Re: [xsl] Trying to Detect corrupt data

Subject: Re: [xsl] Trying to Detect corrupt data
From: "G. Ken Holman" <gkholman@xxxxxxxxxxxxxxxxxxxx>
Date: Thu, 25 Oct 2007 07:50:10 -0400
At 2007-10-25 07:03 +0100, Arthur Maloney wrote:
I'm trying to detect which row elements contain corrupt data.
Once I've detected the row is corrupt I'm OK printing it.

Depending on user choice. The Xml file contains 500-50,000 row elements

In the Xml file each row element contains between 2-15 agent elements
(there is always more than 1). The agent name should be the same in all agent elements.

XSLT allows for easy comparison of the members of node sets, so in this case, one can just check the set against itself. A node set comparison is initialized to false, and the processor checks all possible combinations of operands until either any one comparison is true or the combinations are exhausted (which can be slow for large data sets).


But there is no way to instruct the processor to do the comparisons one way or the other ... so when dealing with both operands as node sets, one cannot ensure that the minimum number of checks is done. For example, the following works:

<xsl:if test="agent != agent">corrupt</xsl:if>

... but there is a possibility the processor will happen to walk through a combination of operands to produce a result in a very long time. What if the processor first chose to compare each member of the first operand against the corresponding member of the second operand? The first loop through the entire set would be true for every comparison.
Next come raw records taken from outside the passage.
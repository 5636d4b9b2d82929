//! Session liveness for the booking client.
//!
//! Two cooperating halves keep a signed-in client alive: credential renewal
//! that collapses concurrent 401s into a single renewal call, and a realtime
//! notification channel that follows the session, answers heartbeats and
//! reconnects with bounded backoff.

pub mod auth;
pub mod cli;
pub mod config;
pub mod http;
pub mod liveness;
pub mod pipeline;
pub mod realtime;
pub mod session;
pub mod telemetry;

pub use crate::auth::{AuthRedirect, CredentialRefreshCoordinator, Identity, RenewalError};
pub use crate::config::LivenessConfig;
pub use crate::liveness::LivenessCore;
pub use crate::pipeline::{PipelineError, RequestPipeline};
pub use crate::realtime::{ConnectionState, RealtimeTransport};
pub use crate::session::{SessionSnapshot, SessionState};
While that may not be likely, there is no control from the stylesheet writer.

The equivalent result can be obtained with:

<xsl:if test="agent[1] != agent[ position()>1 ]">corrupt</xsl:if>

... where I am comparing one node against a set of nodes, and I think this second way has no chance of a combination of operands "taking a long time" to come up with a result.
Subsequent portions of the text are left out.